Monday, August 24, 2009

"God-Impacted Life: Spirituality"

Scripture Readings:
2 Samuel 6:1-27 (“The Message”, Eugene Peterson)
Matthew 18:1-6

There is this early memory I have. I am four years old; or just barely five. I am sitting on the floor in the corner of our living room. I have a wire coat hanger in my hand, and I am looking at the electric outlet on the wall in front of me.

All children are scientists, and I am conducting an important experiment of discovery. I know that I am not allowed to stick anything in a wall socket. I have been told that this will kill me. But I seriously wonder what would happen if I only put this coat hanger really close to the wall socket.

There! OK, nothing has happened. What if I put it still closer to that slot? What if I put it right on, but not really on; just as close as I can get to it, but without actually touching it?

The next thing you know I am a very lucky boy. There is a little pop; a tiny snap! I am screaming and crying bloody murder.

I see the red line of a welt across my hand, and my mom is filling a bowl with ice for the burn. I have never tried that experiment again.

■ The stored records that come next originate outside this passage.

//! Asynchronous service and characteristic lookup

use blebridge_core::{BleAdapter, ConnectionHandle, Resolution};
use tracing::debug;
use uuid::Uuid;

/// Look up `service` on the link, then `characteristic` inside it
///
/// Never fails outright: missing pieces and adapter errors are folded into the
/// returned [`Resolution`] for the state machine to interpret.
pub async fn resolve_value_characteristic(
    adapter: &dyn BleAdapter,
    connection: ConnectionHandle,
    service: Uuid,
    characteristic: Uuid,
) -> Resolution {
    let service = match adapter.discover_service(connection, service).await {
        Ok(Some(service)) => service,
        Ok(None) => {
            debug!("Service {} not present on {}", service, connection);
            return Resolution::ServiceMissing;
        }
        Err(err) => return Resolution::Failed(err),
    };

    match adapter.discover_characteristic(&service, characteristic).await {
        Ok(Some(handle)) => Resolution::Found(handle),
        Ok(None) => {
            debug!("Characteristic {} not present in {}", characteristic, service.uuid);
            Resolution::CharacteristicMissing
        }
        Err(err) => Resolution::Failed(err),
    }
}
//! Scan lifecycle tracking
//!
//! The scanner filters on the service UUID only and stops at the first match.
//! Each scan gets a generation number so a timer armed for an earlier scan can
//! never end a later one.

use std::time::Duration;

use crate::messages::Effect;
use crate::protocol::VALUE_SERVICE_UUID;

/// Tracks whether a scan is running and which generation it is
#[derive(Debug, Default, Clone)]
pub struct Scanner {
    active: bool,
    generation: u64,
}

impl Scanner {
    pub fn new() -> Self {
        Self::default()
    }

    /// Check if a scan is running
    pub fn is_active(&self) -> bool {
        self.active
    }

    /// Begin a new scan with a bounded window
    pub fn start(&mut self, window: Duration) -> Vec<Effect> {
        self.active = true;
        self.generation += 1;
        vec![
            Effect::StartScan {
                service: VALUE_SERVICE_UUID,
            },
            Effect::ArmScanTimeout {
                scan: self.generation,
                after: window,
            },
        ]
    }

    /// Stop the scan if one is running
    pub fn stop(&mut self) -> Vec<Effect> {
        if !self.active {
            return Vec::new();
        }
        self.active = false;
        vec![Effect::StopScan, Effect::CancelScanTimeout]
    }

    /// The platform already stopped scanning on its own
    pub fn mark_failed(&mut self) -> Vec<Effect> {
        if !self.active {
            return Vec::new();
        }
        self.active = false;
        vec![Effect::CancelScanTimeout]
    }

    /// Handle timer expiry; returns effects only if it ends the current scan
    pub fn expire(&mut self, scan: u64) -> Option<Vec<Effect>> {
        if !self.active || scan != self.generation {
            return None;
        }
        self.active = false;
        Some(vec![Effect::StopScan])
    }
}

#[cfg(test)]
mod tests {
    use super::*;

    fn armed_generation(effects: &[Effect]) -> u64 {
        effects
            .iter()
            .find_map(|effect| match effect {
                Effect::ArmScanTimeout { scan, .. } => Some(*scan),
                _ => None,
            })
            .unwrap()
    }

    #[test]
    fn test_stale_timer_is_ignored() {
        let mut scanner = Scanner::new();
        let first = armed_generation(&scanner.start(Duration::from_secs(10)));
        scanner.stop();
        let second = armed_generation(&scanner.start(Duration::from_secs(10)));

        assert_ne!(first, second);
        assert!(scanner.expire(first).is_none());
        assert!(scanner.is_active());
        assert_eq!(scanner.expire(second), Some(vec![Effect::StopScan]));
        assert!(!scanner.is_active());
    }

    #[test]
    fn test_stop_is_idempotent() {
        let mut scanner = Scanner::new();
        assert!(scanner.stop().is_empty());
        scanner.start(Duration::from_secs(1));
        assert_eq!(scanner.stop().len(), 2);
        assert!(scanner.stop().is_empty());
    }
}
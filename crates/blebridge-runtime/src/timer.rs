//! Scan window timer

use std::time::Duration;

use blebridge_core::Event;
use tokio::{sync::mpsc, task::JoinHandle};
use tracing::debug;

/// At most one armed deadline; arming again replaces it
#[derive(Debug, Default)]
pub(crate) struct ScanTimer {
    handle: Option<JoinHandle<()>>,
}

impl ScanTimer {
    pub(crate) fn arm(&mut self, scan: u64, after: Duration, events: mpsc::UnboundedSender<Event>) {
        self.cancel();
        debug!("Scan {} expires in {:?}", scan, after);
        self.handle = Some(tokio::spawn(async move {
            tokio::time::sleep(after).await;
            if events.send(Event::ScanTimedOut { scan }).is_err() {
                debug!("Bridge task gone before scan {} expired", scan);
            }
        }));
    }

    pub(crate) fn cancel(&mut self) {
        if let Some(handle) = self.handle.take() {
            handle.abort();
        }
    }
}

impl Drop for ScanTimer {
    fn drop(&mut self) {
        self.cancel();
    }
}
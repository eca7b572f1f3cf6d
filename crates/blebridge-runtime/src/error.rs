//! Runtime errors
//!
//! These only concern the client plumbing. Bridge failures never surface here;
//! they become status lines in the snapshot.

use blebridge_core::AdapterError;
use thiserror::Error;

#[derive(Error, Debug, Clone, PartialEq, Eq)]
pub enum RuntimeError {
    #[error("Adapter event stream unavailable: {0}")]
    EventStream(#[source] AdapterError),

    #[error("Bridge task has stopped")]
    TaskStopped,
}

pub type RuntimeResult<T> = Result<T, RuntimeError>;
//! Scanning and central event translation
//!
//! btleplug reports every advertisement the host sees. While a scan is active
//! this module keeps the peripherals that advertise the wanted service and
//! forwards them as `Discovered`. Disconnects of owned links and radio power
//! changes are forwarded whether or not a scan is running.

use std::collections::HashMap;
use std::sync::Arc;

use blebridge_core::{AdapterEvent, ConnectionHandle, PeripheralHandle};
use btleplug::api::{Central, CentralEvent, CentralState, Peripheral as _, ScanFilter};
use btleplug::platform::{Adapter, Peripheral, PeripheralId};
use futures::stream::StreamExt;
use tokio::sync::{mpsc, RwLock};
use tracing::{debug, info, warn};
use uuid::Uuid;

use crate::error::BleAdapterResult;
use crate::link::BleLink;

// ----------------------------------------------------------------------------
// Discovery Implementation
// ----------------------------------------------------------------------------

/// State shared between the adapter and its central event pump
pub(crate) struct BleDiscovery {
    adapter: Adapter,
    /// Service being scanned for; `None` when no scan is active
    scan_service: RwLock<Option<Uuid>>,
    /// Peripherals seen during scans, keyed by platform id string
    discovered: RwLock<HashMap<String, Peripheral>>,
    events: mpsc::UnboundedSender<AdapterEvent>,
}

impl BleDiscovery {
    pub(crate) fn new(adapter: Adapter, events: mpsc::UnboundedSender<AdapterEvent>) -> Self {
        Self {
            adapter,
            scan_service: RwLock::new(None),
            discovered: RwLock::new(HashMap::new()),
            events,
        }
    }

    pub(crate) fn adapter(&self) -> &Adapter {
        &self.adapter
    }

    /// Start a scan filtered on `service`
    pub(crate) async fn start_scanning(&self, service: Uuid) -> BleAdapterResult<()> {
        *self.scan_service.write().await = Some(service);

        let scan_filter = ScanFilter {
            services: vec![service],
        };
        if let Err(err) = self.adapter.start_scan(scan_filter).await {
            *self.scan_service.write().await = None;
            return Err(err.into());
        }

        info!("Started BLE scanning for service {}", service);
        Ok(())
    }

    /// Stop scanning
    pub(crate) async fn stop_scanning(&self) -> BleAdapterResult<()> {
        if self.scan_service.write().await.take().is_none() {
            return Ok(());
        }
        self.adapter.stop_scan().await?;
        debug!("Stopped BLE scanning");
        Ok(())
    }

    /// Peripheral recorded for a handle id
    pub(crate) async fn peripheral(&self, id: &str) -> Option<Peripheral> {
        self.discovered.read().await.get(id).cloned()
    }

    /// Translate central events until the btleplug stream ends
    pub(crate) async fn run_event_pump(
        self: Arc<Self>,
        links: Arc<RwLock<HashMap<ConnectionHandle, BleLink>>>,
    ) {
        let mut central_events = match self.adapter.events().await {
            Ok(events) => events,
            Err(err) => {
                warn!("Failed to get BLE events: {}", err);
                return;
            }
        };

        while let Some(event) = central_events.next().await {
            if let Some(event) = self.process_central_event(event, &links).await {
                if self.events.send(event).is_err() {
                    debug!("Adapter event receiver dropped, stopping event pump");
                    break;
                }
            }
        }
        debug!("Central event pump ended");
    }

    async fn process_central_event(
        &self,
        event: CentralEvent,
        links: &RwLock<HashMap<ConnectionHandle, BleLink>>,
    ) -> Option<AdapterEvent> {
        match event {
            CentralEvent::DeviceDiscovered(id)
            | CentralEvent::DeviceUpdated(id)
            | CentralEvent::ServicesAdvertisement { id, .. } => self.process_advertisement(id).await,
            CentralEvent::DeviceDisconnected(id) => {
                let links = links.read().await;
                let link = links.values().find(|link| link.peripheral_id() == id)?;
                debug!("Peripheral {} disconnected", id);
                Some(AdapterEvent::Disconnected {
                    connection: link.connection,
                    reason: None,
                })
            }
            CentralEvent::StateUpdate(state) => {
                let powered = matches!(state, CentralState::PoweredOn);
                info!("BLE adapter state changed: {:?}", state);
                Some(AdapterEvent::PoweredChanged { powered })
            }
            _ => None,
        }
    }

    async fn process_advertisement(&self, id: PeripheralId) -> Option<AdapterEvent> {
        let service = (*self.scan_service.read().await)?;

        let peripheral = self.adapter.peripheral(&id).await.ok()?;
        let properties = peripheral.properties().await.ok().flatten()?;
        if !advertises_service(&properties.services, service) {
            return None;
        }

        let handle = PeripheralHandle::new(peripheral.id().to_string(), properties.local_name);
        let mut discovered = self.discovered.write().await;
        if !discovered.contains_key(handle.id()) {
            debug!("Discovered peripheral {}", handle);
        }
        discovered.insert(handle.id().to_string(), peripheral);
        Some(AdapterEvent::Discovered(handle))
    }
}

/// Whether an advertisement's service list carries `service`
pub fn advertises_service(services: &[Uuid], service: Uuid) -> bool {
    services.contains(&service)
}

#[cfg(test)]
mod tests {
    use super::*;
    use blebridge_core::VALUE_SERVICE_UUID;

    #[test]
    fn test_service_filter() {
        let other = Uuid::from_u128(0x0000180f_0000_1000_8000_00805f9b34fb);
        assert!(advertises_service(&[other, VALUE_SERVICE_UUID], VALUE_SERVICE_UUID));
        assert!(!advertises_service(&[other], VALUE_SERVICE_UUID));
        assert!(!advertises_service(&[], VALUE_SERVICE_UUID));
    }
}
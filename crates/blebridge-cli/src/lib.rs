//! blebridge CLI library
//!
//! Terminal front-end for the ESP32 value bridge: argument parsing, the
//! interactive console and the one-shot read/write commands.

pub mod cli;
pub mod commands;
pub mod config;
pub mod console;
pub mod error;

pub use cli::{Cli, Commands};
pub use config::CliConfig;
pub use error::{CliError, Result};
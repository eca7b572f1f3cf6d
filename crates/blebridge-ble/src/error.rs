//! Error types for the btleplug adapter

use blebridge_core::AdapterError;
use thiserror::Error;

// ----------------------------------------------------------------------------
// Error Types
// ----------------------------------------------------------------------------

/// Errors specific to the btleplug adapter
#[derive(Error, Debug)]
pub enum BleAdapterError {
    #[error("Failed to create BLE manager: {0}")]
    ManagerFailed(String),

    #[error("BLE adapter not available")]
    AdapterNotAvailable,

    #[error("Event stream already taken")]
    EventStreamTaken,

    #[error("Connection timeout")]
    ConnectionTimeout,

    #[error("Unknown connection: {0}")]
    UnknownConnection(String),

    #[error("Peripheral not discovered: {0}")]
    PeripheralNotDiscovered(String),

    #[error("Characteristic not found: {characteristic}")]
    CharacteristicNotFound { characteristic: String },

    #[error("Unsupported descriptor: {descriptor}")]
    UnsupportedDescriptor { descriptor: String },

    #[error("Failed to get notifications stream: {0}")]
    NotificationStreamFailed(String),

    #[error(transparent)]
    Btleplug(#[from] btleplug::Error),
}

impl From<BleAdapterError> for AdapterError {
    fn from(err: BleAdapterError) -> Self {
        match err {
            BleAdapterError::AdapterNotAvailable => AdapterError::Unavailable,
            BleAdapterError::UnknownConnection(handle) => AdapterError::NotFound(handle),
            BleAdapterError::PeripheralNotDiscovered(id) => AdapterError::NotFound(id),
            BleAdapterError::Btleplug(btleplug::Error::NotConnected) => AdapterError::LinkLost,
            BleAdapterError::Btleplug(btleplug::Error::DeviceNotFound) => {
                AdapterError::NotFound("device".to_string())
            }
            other => AdapterError::Platform(other.to_string()),
        }
    }
}

pub type BleAdapterResult<T> = Result<T, BleAdapterError>;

In the parade of the Ark of the Covenant, the golden box, the Chest of God, there was a sudden surge of power, and Uzzah, the priest, was dead. Thousands were there and witnessed this, but they do not tell us what they saw, or heard, or felt, if anything.

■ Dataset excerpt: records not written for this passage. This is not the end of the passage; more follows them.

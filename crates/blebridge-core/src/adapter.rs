//! Platform BLE adapter capability
//!
//! The bridge never talks to an OS stack directly. A platform crate implements
//! [`BleAdapter`] and the runtime drives it. Every method may take as long as
//! the platform needs; the runtime runs them off the state-machine task, so
//! they never stall state transitions.
//!
//! Unsolicited traffic (advertisements, link drops, notifications, power
//! changes) arrives through the stream returned by [`BleAdapter::events`].

use std::pin::Pin;

use async_trait::async_trait;
use futures::Stream;
use uuid::Uuid;

use crate::errors::AdapterError;
use crate::handles::{CharacteristicHandle, ConnectionHandle, PeripheralHandle, ServiceHandle};

// ----------------------------------------------------------------------------
// Adapter Events
// ----------------------------------------------------------------------------

/// Events an adapter reports without being asked
#[derive(Debug, Clone, PartialEq, Eq)]
pub enum AdapterEvent {
    /// An advertisement matching the scan filter was observed
    Discovered(PeripheralHandle),
    /// The platform scanner stopped with an error code
    ScanFailed { code: String },
    /// A link went down, locally or from the peer
    Disconnected {
        connection: ConnectionHandle,
        reason: Option<String>,
    },
    /// The peripheral pushed a notification
    ValueChanged {
        characteristic: CharacteristicHandle,
        value: Vec<u8>,
    },
    /// The radio was switched on or off
    PoweredChanged { powered: bool },
}

/// Stream of unsolicited adapter events
pub type AdapterEventStream = Pin<Box<dyn Stream<Item = AdapterEvent> + Send>>;

// ----------------------------------------------------------------------------
// Adapter Capability
// ----------------------------------------------------------------------------

/// Capability interface backed by a platform BLE stack
#[async_trait]
pub trait BleAdapter: Send + Sync {
    /// Whether the process may scan (permissions granted, radio present)
    async fn scan_capability_granted(&self) -> bool;

    /// Take the stream of unsolicited events
    ///
    /// Called once when the client starts.
    async fn events(&self) -> Result<AdapterEventStream, AdapterError>;

    /// Start scanning for advertisements carrying `service`
    async fn start_scan(&self, service: Uuid) -> Result<(), AdapterError>;

    /// Stop an active scan
    async fn stop_scan(&self) -> Result<(), AdapterError>;

    /// Establish a link; resolves once the link is up
    async fn connect(&self, peripheral: &PeripheralHandle)
        -> Result<ConnectionHandle, AdapterError>;

    /// Tear down a link and release its resources
    async fn close_connection(&self, connection: ConnectionHandle) -> Result<(), AdapterError>;

    /// Look up a service on a connected peripheral
    async fn discover_service(
        &self,
        connection: ConnectionHandle,
        service: Uuid,
    ) -> Result<Option<ServiceHandle>, AdapterError>;

    /// Look up a characteristic within a discovered service
    async fn discover_characteristic(
        &self,
        service: &ServiceHandle,
        characteristic: Uuid,
    ) -> Result<Option<CharacteristicHandle>, AdapterError>;

    /// Turn on notifications by writing the enable value to `descriptor`
    async fn enable_notifications(
        &self,
        characteristic: &CharacteristicHandle,
        descriptor: Uuid,
    ) -> Result<(), AdapterError>;

    /// Read the current characteristic value
    async fn read_characteristic(
        &self,
        characteristic: &CharacteristicHandle,
    ) -> Result<Vec<u8>, AdapterError>;

    /// Write with response
    async fn write_characteristic(
        &self,
        characteristic: &CharacteristicHandle,
        payload: &[u8],
    ) -> Result<(), AdapterError>;
}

A man was dead because he reached out to keep the Chest of God from falling off the cart, when the oxen stumbled. The NIV translation of the Bible says, “The Lord’s anger burned against Uzzah, because of his irreverent act; therefore God struck him down.” (2 Samuel 6:7)

But I don’t think it was irreverence, exactly. After all, David wasn’t reverent in the presence of the Lord. David lost his temper with God. He was angry with God for what God had done to Uzzah: angry and afraid.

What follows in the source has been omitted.